**Your assignment:** Across the entries that follow, count each line holding "DomainPort" and state the total alone.

**Extracted information:**
-- Opening Marker --
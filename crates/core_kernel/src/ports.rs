//! Ports and Adapters Infrastructure
//!
//! Foundational types for the hexagonal architecture used by every domain
//! crate. Domains define their own port traits extending [`DomainPort`];
//! adapters (PostgreSQL, in-memory) implement them and report failures as
//! [`PortError`].
//!
//! ```text
//!   Application services (OrderService, CommissionService)
//!                  │
//!                  ▼
//!   Port traits (OrderPort, CatalogPort, CommissionPort)
//!          ▲                         ▲
//!   PostgreSQL adapter        In-memory adapter
//! ```

use std::fmt;
use std::time::Duration;

use serde::{Deserialize, Serialize};
use thiserror::Error;

/// Error type for port operations
///
/// Provides a unified error type that all port implementations must use,
/// ensuring consistent error handling across adapters.
#[derive(Debug, Error)]
pub enum PortError {
    /// The requested entity was not found
    #[error("Not found: {entity_type} with id {id}")]
    NotFound { entity_type: String, id: String },

    /// A validation error occurred
    #[error("Validation error: {message}")]
    Validation { message: String },

    /// The record changed since it was read, or a uniqueness rule was hit
    #[error("Conflict: {message}")]
    Conflict { message: String },

    /// Connection to the underlying system failed
    #[error("Connection error: {message}")]
    Connection {
        message: String,
        #[source]
        source: Option<Box<dyn std::error::Error + Send + Sync>>,
    },

    /// The operation timed out
    #[error("Timeout after {duration_ms}ms: {operation}")]
    Timeout { operation: String, duration_ms: u64 },

    /// An internal error occurred
    #[error("Internal error: {message}")]
    Internal {
        message: String,
        #[source]
        source: Option<Box<dyn std::error::Error + Send + Sync>>,
    },
}

impl PortError {
    pub fn not_found(entity_type: impl Into<String>, id: impl fmt::Display) -> Self {
        PortError::NotFound {
            entity_type: entity_type.into(),
            id: id.to_string(),
        }
    }

    pub fn validation(message: impl Into<String>) -> Self {
        PortError::Validation {
            message: message.into(),
        }
    }

    pub fn conflict(message: impl Into<String>) -> Self {
        PortError::Conflict {
            message: message.into(),
        }
    }

    pub fn connection(message: impl Into<String>) -> Self {
        PortError::Connection {
            message: message.into(),
            source: None,
        }
    }

    pub fn timeout(operation: impl Into<String>, duration: Duration) -> Self {
        PortError::Timeout {
            operation: operation.into(),
            duration_ms: u64::try_from(duration.as_millis()).unwrap_or(u64::MAX),
        }
    }

    pub fn internal(message: impl Into<String>) -> Self {
        PortError::Internal {
            message: message.into(),
            source: None,
        }
    }

    /// Wraps an underlying error as an internal failure, keeping it as the source
    pub fn internal_from(
        message: impl Into<String>,
        source: impl std::error::Error + Send + Sync + 'static,
    ) -> Self {
        PortError::Internal {
            message: message.into(),
            source: Some(Box::new(source)),
        }
    }

    /// Returns true if retrying the whole operation may succeed
    pub fn is_transient(&self) -> bool {
        matches!(
            self,
            PortError::Connection { .. } | PortError::Timeout { .. } | PortError::Conflict { .. }
        )
    }

    pub fn is_not_found(&self) -> bool {
        matches!(self, PortError::NotFound { .. })
    }
}

/// Marker trait for all domain ports
///
/// All port traits extend this marker so they are thread-safe and usable
/// behind `Arc<dyn ...>` in async contexts.
pub trait DomainPort: Send + Sync + 'static {}

/// Health status for an adapter
#[derive(Debug, Clone, Copy, PartialEq, Eq, Serialize, Deserialize)]
#[serde(rename_all = "snake_case")]
pub enum AdapterHealth {
    Healthy,
    Degraded,
    Unhealthy,
}

/// Health check result for an adapter
#[derive(Debug, Clone, Serialize, Deserialize)]
pub struct HealthCheckResult {
    pub adapter_id: String,
    pub status: AdapterHealth,
    pub latency_ms: u64,
    pub message: Option<String>,
    pub checked_at: chrono::DateTime<chrono::Utc>,
}

/// Trait for adapters that support health checks
#[async_trait::async_trait]
pub trait HealthCheckable: Send + Sync {
    async fn health_check(&self) -> HealthCheckResult;
}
-- Closing Marker --
**Output for this task:** 2